Kazıda görevli arkeologlar, yeni buluntular için teknolojinin imkanlarından da yararlanarak çalışmalarını sürdürüyor.
Ankara Üniversitesi Arkeoloji Bölümü Öğretim Üyesi ve Kazı Başkanı Prof. Dr. Erhan Öztepe, AA muhabirine, antik kentte, Kültür ve Turizm Bakanlığının izin ve desteği, Türk Tarih Kurumu ve ana sponsor İÇDAŞ AŞ'nin sağladığı imkanlarla kazılara devam ettiklerini söyledi.
Ankara Üniversitesi ile Ezine ve Geyikli belediyelerinin de destek verdiği çalışmalarda geçen yıl toprak altı röntgenleme sistemi ile çalışma gerçekleştirdiklerini aktaran Öztepe, bu yıl öncelikle geçen yıl ortaya çıkan verileri değerlendirdiklerini ifade etti.
"BİZE NASİP OLDU"
Elde ettikleri verilerle ilgili bölgede kontrol sondajları açtıklarını anlatan Erhan Öztepe, şöyle devam etti:
"Bu kontrol sondajlarından bir tanesi altar olması muhtemel yapı kalıntısını ortaya çıkardı. Bugüne kadar aslında 2 binli yılların başında Alman meslektaşlar da bu bölgede jeofizik araştırmaları yapmışlar ama o günkü teknoloji belki buna imkan vermedi. Bu yapı kalıntısını görmemişler. Bu bize nasip oldu. Kazdık ve gördük ki tapınakla aynı mimari oluşuma sahip, aynı yapı karakterini gösteriyor. Milattan sonra 1. yüzyıla ait olması gereken bir yapı. Biz 7 metreye kadar aşağıya inebildik. Daha da aşağıya inen bir temeli var. Oldukça derin bir temel. Bütün kaplaması, mimari süslemelerini büyük ölçüde yitirmiş. Belirli bir dönemde kentin genelinde karşılaşılan durum burada da ne yazık ki geçerli. Altar diyebileceğimiz bir yapının tapınak önünde çıkması önemli."
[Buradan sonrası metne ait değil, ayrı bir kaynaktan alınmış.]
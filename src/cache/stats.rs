//! Counters describing how requests moved through the cache.

use std::sync::atomic::{AtomicU64, Ordering};

use serde::Serialize;

#[derive(Debug, Default)]
pub(crate) struct CacheStats {
    pub(crate) hits: AtomicU64,
    pub(crate) misses: AtomicU64,
    pub(crate) coalesced: AtomicU64,
    pub(crate) bypassed: AtomicU64,
    pub(crate) stored: AtomicU64,
    pub(crate) store_failures: AtomicU64,
    pub(crate) reexecuted: AtomicU64,
}

impl CacheStats {
    pub(crate) fn bump(counter: &AtomicU64) {
        counter.fetch_add(1, Ordering::Relaxed);
    }

    pub(crate) fn snapshot(&self) -> StatsSnapshot {
        StatsSnapshot {
            hits: self.hits.load(Ordering::Relaxed),
            misses: self.misses.load(Ordering::Relaxed),
            coalesced: self.coalesced.load(Ordering::Relaxed),
            bypassed: self.bypassed.load(Ordering::Relaxed),
            stored: self.stored.load(Ordering::Relaxed),
            store_failures: self.store_failures.load(Ordering::Relaxed),
            reexecuted: self.reexecuted.load(Ordering::Relaxed),
        }
    }
}

/// Point-in-time copy of the cache counters.
#[derive(Debug, Clone, Copy, Default, PartialEq, Eq, Serialize)]
pub struct StatsSnapshot {
    /// Requests served from the store.
    pub hits: u64,
    /// Requests that found no live entry (leaders and followers).
    pub misses: u64,
    /// Misses that waited on another request's computation.
    pub coalesced: u64,
    /// Requests that skipped the cache (skip predicate or key failure).
    pub bypassed: u64,
    /// Snapshots committed to the store.
    pub stored: u64,
    /// Cacheable snapshots the store refused.
    pub store_failures: u64,
    /// Followers that ran the handler themselves after an uncacheable or
    /// failed leader.
    pub reexecuted: u64,
}

impl StatsSnapshot {
    /// Fraction of cache-eligible requests answered without running the
    /// handler, including followers that replayed a leader's result.
    pub fn hit_ratio(&self) -> f64 {
        let eligible = self.hits + self.misses;
        if eligible == 0 {
            return 0.0;
        }
        let shared = self.hits + self.coalesced.saturating_sub(self.reexecuted);
        shared as f64 / eligible as f64
    }
}
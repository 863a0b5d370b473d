//! Cache configuration: builder methods plus a serde-loadable data subset.

use std::fmt;
use std::sync::Arc;
use std::time::Duration;

use serde::Deserialize;

use super::key::{KeyFn, default_key_fn};
use crate::Request;

/// Predicate deciding that a request bypasses the cache entirely.
pub type SkipFn = Arc<dyn Fn(&Request) -> bool + Send + Sync + 'static>;

const DEFAULT_TTL: Duration = Duration::from_secs(60);

/// Settings for a [`ResponseCache`](super::ResponseCache).
///
/// The defaults are:
///
/// | Setting            | Default value                                |
/// |--------------------|----------------------------------------------|
/// | TTL                | 60 seconds                                   |
/// | Key function       | [`CacheKey::from_request`](super::CacheKey::from_request) |
/// | Skip predicate     | never skip                                   |
/// | Capacity           | unbounded                                    |
/// | Max entry size     | unbounded                                    |
/// | Sweep interval     | none (expired entries are dropped on read)   |
///
/// # Examples
///
/// ```rust
/// use std::time::Duration;
/// use rttp_cache::cache::CacheConfig;
///
/// let config = CacheConfig::new()
///     .ttl(Duration::from_millis(50))
///     .capacity(1_000)
///     .skip(|req| req.headers().contains("authorization"));
/// assert_eq!(config.ttl_duration(), Duration::from_millis(50));
/// ```
#[derive(Clone)]
pub struct CacheConfig {
    pub(crate) ttl: Duration,
    pub(crate) key_fn: KeyFn,
    pub(crate) skip: Option<SkipFn>,
    pub(crate) capacity: Option<usize>,
    pub(crate) max_entry_bytes: Option<usize>,
    pub(crate) sweep_interval: Option<Duration>,
}

impl Default for CacheConfig {
    fn default() -> Self {
        Self::new()
    }
}

impl CacheConfig {
    pub fn new() -> Self {
        Self {
            ttl: DEFAULT_TTL,
            key_fn: default_key_fn(),
            skip: None,
            capacity: None,
            max_entry_bytes: None,
            sweep_interval: None,
        }
    }

    /// Builds a config from deserialized [`CacheOptions`], leaving the key
    /// function and skip predicate at their defaults.
    pub fn from_options(options: &CacheOptions) -> Self {
        let mut config = Self::new().ttl(Duration::from_millis(options.ttl_ms));
        config.capacity = options.capacity;
        config.max_entry_bytes = options.max_entry_bytes;
        config.sweep_interval = options.sweep_interval_ms.map(Duration::from_millis);
        config
    }

    /// Sets how long a stored snapshot is served.
    #[must_use]
    pub fn ttl(mut self, ttl: Duration) -> Self {
        self.ttl = ttl;
        self
    }

    /// Replaces the key derivation function.
    #[must_use]
    pub fn key_fn(mut self, key_fn: KeyFn) -> Self {
        self.key_fn = key_fn;
        self
    }

    /// Sets the bypass predicate. Requests for which it returns `true` go
    /// straight to the handler with no caching or coalescing.
    #[must_use]
    pub fn skip<F>(mut self, skip: F) -> Self
    where
        F: Fn(&Request) -> bool + Send + Sync + 'static,
    {
        self.skip = Some(Arc::new(skip));
        self
    }

    /// Bounds the number of stored entries.
    #[must_use]
    pub fn capacity(mut self, capacity: usize) -> Self {
        self.capacity = Some(capacity);
        self
    }

    /// Refuses to store snapshots whose body exceeds `limit` bytes. Such
    /// responses are still served normally.
    #[must_use]
    pub fn max_entry_bytes(mut self, limit: usize) -> Self {
        self.max_entry_bytes = Some(limit);
        self
    }

    /// Enables a periodic sweep of expired entries when the cache's sweeper
    /// is started.
    #[must_use]
    pub fn sweep_interval(mut self, every: Duration) -> Self {
        self.sweep_interval = Some(every);
        self
    }

    pub fn ttl_duration(&self) -> Duration {
        self.ttl
    }

    pub(crate) fn should_skip(&self, request: &Request) -> bool {
        self.skip.as_ref().is_some_and(|skip| skip(request))
    }
}

impl fmt::Debug for CacheConfig {
    fn fmt(&self, f: &mut fmt::Formatter<'_>) -> fmt::Result {
        f.debug_struct("CacheConfig")
            .field("ttl", &self.ttl)
            .field("skip", &self.skip.is_some())
            .field("capacity", &self.capacity)
            .field("max_entry_bytes", &self.max_entry_bytes)
            .field("sweep_interval", &self.sweep_interval)
            .finish_non_exhaustive()
    }
}

/// The data-only part of [`CacheConfig`], for loading from configuration files.
///
/// # Examples
///
/// ```rust
/// use rttp_cache::cache::{CacheConfig, CacheOptions};
///
/// let options = CacheOptions::from_json(r#"{ "ttl_ms": 250, "capacity": 64 }"#).unwrap();
/// let config = CacheConfig::from_options(&options);
/// assert_eq!(config.ttl_duration().as_millis(), 250);
/// ```
#[derive(Debug, Clone, PartialEq, Eq, Deserialize)]
#[serde(default, deny_unknown_fields)]
pub struct CacheOptions {
    pub ttl_ms: u64,
    pub capacity: Option<usize>,
    pub max_entry_bytes: Option<usize>,
    pub sweep_interval_ms: Option<u64>,
}

impl Default for CacheOptions {
    fn default() -> Self {
        Self {
            ttl_ms: DEFAULT_TTL.as_millis() as u64,
            capacity: None,
            max_entry_bytes: None,
            sweep_interval_ms: None,
        }
    }
}

impl CacheOptions {
    /// Parses options from a JSON document. Missing fields take their defaults.
    ///
    /// # Errors
    ///
    /// Returns the [`serde_json::Error`] for malformed JSON, wrongly typed
    /// values, or unknown fields.
    pub fn from_json(json: &str) -> Result<Self, serde_json::Error> {
        serde_json::from_str(json)
    }
}

#[cfg(test)]
mod tests {
    use super::*;

    #[test]
    fn defaults() {
        let config = CacheConfig::default();
        assert_eq!(config.ttl_duration(), Duration::from_secs(60));
        assert!(!config.should_skip(&Request::get("/")));
        assert_eq!(config.capacity, None);
        assert_eq!((config.key_fn)(&Request::get("/r1")).unwrap().as_str(), "GET /r1");
    }

    #[test]
    fn skip_predicate_sees_request() {
        let config = CacheConfig::new().skip(|req| req.path().starts_with("/admin"));
        assert!(config.should_skip(&Request::get("/admin/users")));
        assert!(!config.should_skip(&Request::get("/users")));
    }

    #[test]
    fn options_fill_defaults() {
        let options = CacheOptions::from_json("{}").unwrap();
        assert_eq!(options, CacheOptions::default());

        let options = CacheOptions::from_json(
            r#"{ "ttl_ms": 50, "capacity": 10, "max_entry_bytes": 4096, "sweep_interval_ms": 1000 }"#,
        )
        .unwrap();
        let config = CacheConfig::from_options(&options);
        assert_eq!(config.ttl_duration(), Duration::from_millis(50));
        assert_eq!(config.capacity, Some(10));
        assert_eq!(config.max_entry_bytes, Some(4096));
        assert_eq!(config.sweep_interval, Some(Duration::from_secs(1)));
    }

    #[test]
    fn options_reject_unknown_fields() {
        assert!(CacheOptions::from_json(r#"{ "ttl": 50 }"#).is_err());
        assert!(CacheOptions::from_json(r#"{ "ttl_ms": "fast" }"#).is_err());
    }

    #[test]
    fn debug_hides_closures() {
        let rendered = format!("{:?}", CacheConfig::new().skip(|_| true));
        assert!(rendered.contains("skip: true"));
    }
}
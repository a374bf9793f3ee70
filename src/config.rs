use std::sync::Arc;

use crate::{
    output_logger::{LogCrateLogger, OutputLogger},
    Client, Result, SdkMetadata,
};

/// Configuration for [`Client`].
///
/// Everything is resolved once when the client is created; there is no hot reload.
#[derive(Clone)]
pub struct Options {
    pub(crate) sdk_key: String,
    pub(crate) api: Option<String>,
    pub(crate) error_boundary_api: Option<String>,
    pub(crate) local_mode: bool,
    pub(crate) metadata: SdkMetadata,
    pub(crate) output_logger: Arc<dyn OutputLogger + Send + Sync>,
}

impl Options {
    /// Default base URL for API calls and exception reports.
    pub const DEFAULT_API: &'static str = "https://statsigapi.net/v1";

    /// Create default options using the specified server SDK key.
    ///
    /// ```
    /// # use statsig_resilience::Options;
    /// Options::from_sdk_key("secret-key");
    /// ```
    pub fn from_sdk_key(sdk_key: impl Into<String>) -> Options {
        Options {
            sdk_key: sdk_key.into(),
            api: None,
            error_boundary_api: None,
            local_mode: false,
            metadata: SdkMetadata::default(),
            output_logger: Arc::new(LogCrateLogger),
        }
    }

    /// Override base URL for API calls. Clients should use the default setting in most cases.
    ///
    /// Unless [`Options::with_error_boundary_api`] is set, exception reports go here too.
    pub fn with_api(mut self, api: impl Into<String>) -> Options {
        self.api = Some(api.into());
        self
    }

    /// Override base URL exception reports are sent to.
    pub fn with_error_boundary_api(mut self, api: impl Into<String>) -> Options {
        self.error_boundary_api = Some(api.into());
        self
    }

    /// Disable all network calls. Requests succeed immediately with no response.
    pub fn with_local_mode(mut self, local_mode: bool) -> Options {
        self.local_mode = local_mode;
        self
    }

    /// Identify the host SDK in request headers.
    pub fn with_sdk_metadata(mut self, metadata: SdkMetadata) -> Options {
        self.metadata = metadata;
        self
    }

    /// Set logger receiving diagnostics step lines and recovered failures.
    ///
    /// ```
    /// # use statsig_resilience::{Options, Process};
    /// let options = Options::from_sdk_key("secret-key").with_output_logger(
    ///     |process: Option<Process>, message: &str| println!("{:?}: {}", process, message),
    /// );
    /// ```
    pub fn with_output_logger(mut self, logger: impl OutputLogger + Send + Sync + 'static) -> Options {
        self.output_logger = Arc::new(logger);
        self
    }

    pub(crate) fn api(&self) -> &str {
        self.api.as_deref().unwrap_or(Options::DEFAULT_API)
    }

    pub(crate) fn error_boundary_api(&self) -> &str {
        self.error_boundary_api.as_deref().unwrap_or_else(|| self.api())
    }

    /// Create a new [`Client`] using these options.
    ///
    /// ```
    /// # use statsig_resilience::{Client, Options};
    /// let client: Client = Options::from_sdk_key("secret-key").to_client().unwrap();
    /// ```
    pub fn to_client(self) -> Result<Client> {
        Client::new(self)
    }
}
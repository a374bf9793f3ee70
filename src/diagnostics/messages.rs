//! Human-readable status lines for markers.
use super::{DiagnosticsAction, DiagnosticsKey, DiagnosticsStep};

use super::DiagnosticsAction::{End, Start};
use super::DiagnosticsKey::{DataStoreConfigSpecs, DownloadConfigSpecs, Overall};
use super::DiagnosticsStep::{Fetch, NetworkRequest, Process};

struct StatusMessage {
    success: &'static str,
    failure: &'static str,
}

const fn always(message: &'static str) -> StatusMessage {
    StatusMessage {
        success: message,
        failure: message,
    }
}

const fn outcome(success: &'static str, failure: &'static str) -> StatusMessage {
    StatusMessage { success, failure }
}

type MessageKey = (DiagnosticsKey, Option<DiagnosticsStep>, DiagnosticsAction);

const STATUS_MESSAGES: &[(MessageKey, StatusMessage)] = &[
    ((Overall, None, Start), always("Starting...")),
    ((Overall, None, End), always("Done")),
    (
        (DownloadConfigSpecs, Some(NetworkRequest), Start),
        always("Loading specs from network..."),
    ),
    (
        (DownloadConfigSpecs, Some(NetworkRequest), End),
        outcome(
            "Done loading specs from network",
            "Failed to load specs from network",
        ),
    ),
    (
        (DownloadConfigSpecs, Some(Process), Start),
        always("Processing specs from network..."),
    ),
    (
        (DownloadConfigSpecs, Some(Process), End),
        outcome(
            "Done processing specs from network",
            "No updates to specs from network",
        ),
    ),
    (
        (DataStoreConfigSpecs, Some(Fetch), Start),
        always("Loading specs from adapter..."),
    ),
    (
        (DataStoreConfigSpecs, Some(Fetch), End),
        outcome(
            "Done loading specs from adapter",
            "Failed to load specs from adapter",
        ),
    ),
    (
        (DataStoreConfigSpecs, Some(Process), Start),
        always("Processing specs from adapter..."),
    ),
    (
        (DataStoreConfigSpecs, Some(Process), End),
        outcome(
            "Done processing specs from adapter",
            "No updates to specs from adapter",
        ),
    ),
];

/// Look up the status line for a marker. A missing `success` tag selects the failure variant.
pub(crate) fn status_message(
    key: DiagnosticsKey,
    step: Option<DiagnosticsStep>,
    action: DiagnosticsAction,
    success: Option<bool>,
) -> Option<&'static str> {
    // The overall key has no steps; any step recorded with it is ignored.
    let step = if key == Overall { None } else { step };

    STATUS_MESSAGES
        .iter()
        .find(|(entry, _)| *entry == (key, step, action))
        .map(|(_, message)| {
            if success.unwrap_or(false) {
                message.success
            } else {
                message.failure
            }
        })
}
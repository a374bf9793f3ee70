/// Identifies the SDK to the server. Sent with every request as `STATSIG-SDK-TYPE` and
/// `STATSIG-SDK-VERSION`.
#[derive(Debug, Clone, PartialEq, Eq)]
pub struct SdkMetadata {
    /// SDK name. Usually, language name plus flavor.
    pub sdk_type: String,
    /// Version of SDK.
    pub sdk_version: String,
}

impl SdkMetadata {
    /// Default value for [`SdkMetadata::sdk_type`].
    pub const DEFAULT_SDK_TYPE: &'static str = "rust-server";

    /// Create metadata for a host SDK wrapping this crate.
    pub fn new(sdk_type: impl Into<String>, sdk_version: impl Into<String>) -> SdkMetadata {
        SdkMetadata {
            sdk_type: sdk_type.into(),
            sdk_version: sdk_version.into(),
        }
    }
}

impl Default for SdkMetadata {
    fn default() -> SdkMetadata {
        SdkMetadata::new(SdkMetadata::DEFAULT_SDK_TYPE, env!("CARGO_PKG_VERSION"))
    }
}
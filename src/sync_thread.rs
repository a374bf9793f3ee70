//! A background thread that periodically runs the SDK's config sync inside the error boundary.
use std::{
    sync::{mpsc::RecvTimeoutError, Arc},
    time::Duration,
};

use rand::{thread_rng, Rng};

use crate::{
    diagnostics::{Diagnostics, DiagnosticsContext},
    Error, ErrorBoundary, Result,
};

/// Timing of [`SyncThread`] ticks.
#[derive(Debug, Clone)]
pub struct SyncThreadConfig {
    /// Upper bound of the pause between the end of one tick and the start of the next.
    pub interval: Duration,
    /// Each pause is shortened by a random amount in `0..=jitter`, so SDK instances started
    /// together drift apart.
    pub jitter: Duration,
}

impl SyncThreadConfig {
    pub const DEFAULT_SYNC_INTERVAL: Duration = Duration::from_secs(10);
    pub const DEFAULT_SYNC_JITTER: Duration = Duration::from_secs(1);

    pub fn new() -> SyncThreadConfig {
        SyncThreadConfig::default()
    }

    pub fn with_interval(mut self, interval: Duration) -> SyncThreadConfig {
        self.interval = interval;
        self
    }

    pub fn with_jitter(mut self, jitter: Duration) -> SyncThreadConfig {
        self.jitter = jitter;
        self
    }
}

impl Default for SyncThreadConfig {
    fn default() -> SyncThreadConfig {
        SyncThreadConfig {
            interval: SyncThreadConfig::DEFAULT_SYNC_INTERVAL,
            jitter: SyncThreadConfig::DEFAULT_SYNC_JITTER,
        }
    }
}

/// A periodic sync thread.
///
/// Every tick runs the sync task through [`ErrorBoundary::capture_void`], so a panicking tick is
/// reported and the thread keeps going. After each tick, the `config_sync` diagnostics timeline is
/// cleared to bound memory; the task is expected to serialize it if it needs the markers.
pub struct SyncThread {
    join_handle: std::thread::JoinHandle<()>,

    /// Used to send a stop command to the sync thread.
    stop_sender: std::sync::mpsc::SyncSender<()>,
}

impl SyncThread {
    /// Start ticking every [`SyncThreadConfig::DEFAULT_SYNC_INTERVAL`].
    ///
    /// # Errors
    ///
    /// - [`Error::Io`] if the OS refuses to spawn the thread.
    pub fn start(
        error_boundary: Arc<ErrorBoundary>,
        diagnostics: Arc<Diagnostics>,
        task: impl FnMut(&Diagnostics) + Send + 'static,
    ) -> Result<SyncThread> {
        SyncThread::start_with_config(error_boundary, diagnostics, task, SyncThreadConfig::default())
    }

    /// Start ticking with the given timing. The first tick runs immediately.
    ///
    /// # Errors
    ///
    /// - [`Error::Io`] if the OS refuses to spawn the thread.
    pub fn start_with_config(
        error_boundary: Arc<ErrorBoundary>,
        diagnostics: Arc<Diagnostics>,
        mut task: impl FnMut(&Diagnostics) + Send + 'static,
        config: SyncThreadConfig,
    ) -> Result<SyncThread> {
        // One slot: a pending stop is all the thread needs to see.
        let (stop_sender, stop_receiver) = std::sync::mpsc::sync_channel::<()>(1);

        let join_handle = std::thread::Builder::new()
            .name("statsig-sync".to_owned())
            .spawn(move || loop {
                log::debug!(target: "statsig", "running sync tick");
                error_boundary.capture_void(|| task(diagnostics.as_ref()));
                diagnostics
                    .timeline(DiagnosticsContext::ConfigSync)
                    .clear_markers();

                let timeout = jitter(config.interval, config.jitter);
                match stop_receiver.recv_timeout(timeout) {
                    Err(RecvTimeoutError::Timeout) => {}
                    Ok(()) => {
                        log::debug!(target: "statsig", "sync thread received stop command");
                        return;
                    }
                    Err(RecvTimeoutError::Disconnected) => {
                        // Handle dropped without a stop: nobody owns this thread anymore.
                        log::debug!(target: "statsig", "sync thread handle dropped, exiting");
                        return;
                    }
                }
            })?;

        Ok(SyncThread {
            join_handle,
            stop_sender,
        })
    }

    /// Ask the thread to exit after its current tick. Does not wait.
    pub fn stop(&self) {
        // Full or disconnected both mean the thread is already on its way out.
        let _ = self.stop_sender.try_send(());
    }

    /// Stop the thread and join it.
    ///
    /// # Errors
    ///
    /// - [`Error::SyncThreadPanicked`] if the thread panicked outside of the error boundary.
    pub fn shutdown(self) -> Result<()> {
        self.stop();

        self.join_handle
            .join()
            .map_err(|_| Error::SyncThreadPanicked)?;

        Ok(())
    }
}

/// `interval` minus a random amount up to `jitter`, floored at zero.
fn jitter(interval: Duration, jitter: Duration) -> Duration {
    interval.saturating_sub(thread_rng().gen_range(Duration::ZERO..=jitter))
}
Roma döneminde burada kurban ve başka sunular yapıldığına işaret eden Prof. Dr. Öztepe, "Yapının belgelemesini yaptık, daha sonra çevre korumasını sağlayacağız. Çevre koruma bandını da yaptıktan sonra ziyaretçilerimizle ilgili bir sıkıntı kalmayacak. Çünkü ziyaretçilerin çok derin sondajlara girmesi tehlikeli olabilir düşüncesiyle o korumayı da yapıyoruz." diye konuştu.
Öztepe, bölgeye bilgilendirme levhası da koyacaklarını belirterek, şunları kaydetti:
"Gelen ziyaretçimiz tapınakla birlikte altar hakkında da bilgi sahibi olacak. Bu yıl şöyle bir çalışma da yaptık, genç bir mimar arkadaşımızın yüksek lisans bitirme teziydi. Tapınağı bilgisayar ekranında 3 boyutlu ayağa kaldırdık. Belki önümüzdeki yıl tabelaya böyle bir eklenti yapacağız. Teknoloji kullanılarak şeffaf bir tabela düzenlenecek. Gelen ziyaretçi tabelanın önüne geçtiği zaman arkada akseden görüntüyle tapınağı ayağa kalkmış olarak görecek. Tüm tabelalar için bunu yapmayı planlıyoruz. Artık herkes akıllı telefon kullanıyor. QR kodla bilgileri oraya yükleyeceğiz. Ziyaretçiler telefona uygulamayı yüklediği zaman hazır okuyabileceği bir rehbere sahip olacak."